In fact, most of the main characters met with sad endings.

By the end of his life, Boggs’s company was plagued by financial difficulties. Before he died, he was forced to merge his firm; thus Patton Boggs became Squire Patton Boggs.

Podesta went through a high-profile, messy divorce. Then, on the heels of the investigation into his Ukrainian activities, Podesta (whose brother John is a major player in Democratic politics) lost his lobbying and PR firm in 2017.

And while the final chapter is yet to be written for Black, Manafort, and Stone, the latter two were granted pardons by then-president Trump in 2020, for various offenses (Manafort’s pardon came after he had already served some time in a minimum-security lockup and been moved to home confinement). Recent reporting suggests Manafort is in discussions with the Trump team to help their 2024 efforts, a development that would add yet another twist to this story.

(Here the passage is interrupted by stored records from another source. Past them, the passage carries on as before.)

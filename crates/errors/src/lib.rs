#![deny(clippy::pedantic, unsafe_code)]
#![allow(clippy::module_name_repetitions)]

//! Error types for pypi2pkgbuild
//!
//! Errors are grouped by domain (index resolution, recipe drafting,
//! transport, configuration) and aggregated into a single [`Error`] that
//! every crate in the workspace returns.

use std::borrow::Cow;

use thiserror::Error;

pub mod config;
pub mod draft;
pub mod index;
pub mod network;

pub use config::ConfigError;
pub use draft::DraftError;
pub use index::IndexError;
pub use network::NetworkError;

/// Generic error type for cross-crate boundaries
#[derive(Debug, Clone, Error)]
pub enum Error {
    #[error(transparent)]
    Index(#[from] IndexError),

    #[error(transparent)]
    Draft(#[from] DraftError),

    #[error("network error: {0}")]
    Network(#[from] NetworkError),

    #[error("config error: {0}")]
    Config(#[from] ConfigError),

    #[error("internal error: {0}")]
    Internal(String),

    #[error("I/O error: {message}")]
    Io {
        kind: std::io::ErrorKind,
        message: String,
        path: Option<std::path::PathBuf>,
    },
}

impl Error {
    /// Create an internal error with a message
    #[must_use]
    pub fn internal(msg: impl Into<String>) -> Self {
        Self::Internal(msg.into())
    }

    /// Create an Io error with an associated path
    #[must_use]
    pub fn io_with_path(err: &std::io::Error, path: impl Into<std::path::PathBuf>) -> Self {
        let path = path.into();
        Self::Io {
            kind: err.kind(),
            message: format!("{}: {err}", path.display()),
            path: Some(path),
        }
    }
}

impl From<std::io::Error> for Error {
    fn from(err: std::io::Error) -> Self {
        Self::Io {
            kind: err.kind(),
            message: err.to_string(),
            path: None,
        }
    }
}

/// Result type alias for pypi2pkgbuild operations
pub type Result<T> = std::result::Result<T, Error>;

/// Minimal interface for rendering user-facing error information.
pub trait UserFacingError {
    /// Short message suitable for CLI output.
    fn user_message(&self) -> Cow<'_, str>;

    /// Optional remediation hint.
    fn user_hint(&self) -> Option<&'static str> {
        None
    }

    /// Whether retrying the same operation is likely to succeed.
    fn is_retryable(&self) -> bool {
        false
    }

    /// Stable error code for structured reporting.
    fn user_code(&self) -> Option<&'static str> {
        None
    }
}

impl UserFacingError for Error {
    fn user_message(&self) -> Cow<'_, str> {
        match self {
            Error::Index(err) => err.user_message(),
            Error::Draft(err) => err.user_message(),
            Error::Network(err) => err.user_message(),
            Error::Io { message, .. } => Cow::Borrowed(message.as_str()),
            _ => Cow::Owned(self.to_string()),
        }
    }

    fn user_hint(&self) -> Option<&'static str> {
        match self {
            Error::Index(err) => err.user_hint(),
            Error::Draft(err) => err.user_hint(),
            Error::Network(err) => err.user_hint(),
            Error::Config(err) => err.user_hint(),
            _ => None,
        }
    }

    fn is_retryable(&self) -> bool {
        match self {
            Error::Network(err) => err.is_retryable(),
            _ => false,
        }
    }

    fn user_code(&self) -> Option<&'static str> {
        match self {
            Error::Index(err) => err.user_code(),
            Error::Draft(err) => err.user_code(),
            Error::Network(err) => err.user_code(),
            Error::Config(err) => err.user_code(),
            Error::Internal(_) => Some("error.internal"),
            Error::Io { .. } => Some("error.io"),
        }
    }
}
//! Package index reached over XML-RPC

use crate::models::{artifacts_from_value, release_from_value, versions_from_value};
use crate::PackageIndex;
use pypi2pkgbuild_errors::Error;
use pypi2pkgbuild_net::{call, parse_url, NetClient, Value};
use pypi2pkgbuild_types::{Artifact, ReleaseRecord};
use tracing::debug;

/// PyPI-style XML-RPC index
#[derive(Clone)]
pub struct XmlRpcIndex {
    client: NetClient,
    endpoint: String,
}

impl XmlRpcIndex {
    /// Create an index client for `endpoint`
    ///
    /// # Errors
    ///
    /// Returns an error if the endpoint is not a valid URL.
    pub fn new(client: NetClient, endpoint: impl Into<String>) -> Result<Self, Error> {
        let endpoint = endpoint.into();
        parse_url(&endpoint)?;
        Ok(Self { client, endpoint })
    }

    #[must_use]
    pub fn endpoint(&self) -> &str {
        &self.endpoint
    }
}

impl PackageIndex for XmlRpcIndex {
    async fn package_releases(&self, package: &str) -> Result<Vec<String>, Error> {
        // `true` asks for hidden releases too
        let value = call(
            &self.client,
            &self.endpoint,
            "package_releases",
            &[package.into(), true.into()],
        )
        .await?;
        let versions = versions_from_value(package, &value)?;
        debug!(package, count = versions.len(), "listed releases");
        Ok(versions)
    }

    async fn release_data(
        &self,
        package: &str,
        version: &str,
    ) -> Result<Option<ReleaseRecord>, Error> {
        let value = call(
            &self.client,
            &self.endpoint,
            "release_data",
            &[package.into(), version.into()],
        )
        .await?;
        release_from_value(package, &value)
    }

    async fn release_urls(&self, package: &str, version: &str) -> Result<Vec<Artifact>, Error> {
        let value = call(
            &self.client,
            &self.endpoint,
            "release_urls",
            &[package.into(), version.into()],
        )
        .await?;
        let artifacts = artifacts_from_value(package, &value)?;
        debug!(package, version, count = artifacts.len(), "listed artifacts");
        Ok(artifacts)
    }
}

But while readers will enjoy the voyeurism involved in learning about the rise and fall (and sometimes resurrection) of these eccentric figures, the central theme involves the macro transition the lobbying industry made toward Big Business. By the dawn of the 21st century, this shift was fully ensconced as a bipartisan consensus, thus opening the door for Trump to come along and upset the pro-business wing of the GOP, so he could co-opt the "working-class" ethos from Democrats.

The Mullins brothers, understandably, emphasize the power of influence peddlers in bringing about this incredible shift; but the truth is that lobbyists only deserve partial blame (or credit) for this trend. Lobbyists and pressure groups can and do drive public policy decisions for profit, but, just as often, they chase trends brought about by technological innovations, organic public outcry or cultural shifts, and the ideological whims of politicians. That’s not to detract from this important work, but to instead put things in proper perspective.

The Wolves of K Street could have been condensed into a shorter, more focused read. Instead, the weighty tome comes in at over 500 pages. Nevertheless, it is a well-researched look at an industry whose practitioners (despite their sometimes ostentatious lives and conspicuous consumption) would just as soon fly under the radar.

The Wolves of K Street: The Secret History of How Big Money Took Over Big Government
by Brody Mullins and Luke Mullins
Simon & Schuster, 624 pp., $34.99

Matt Lewis is a senior columnist for the Daily Beast and the author of Filthy Rich Politicians: The Swamp Creatures, Latte Liberals, and Ruling-Class Elites Cashing in on America (Center Street).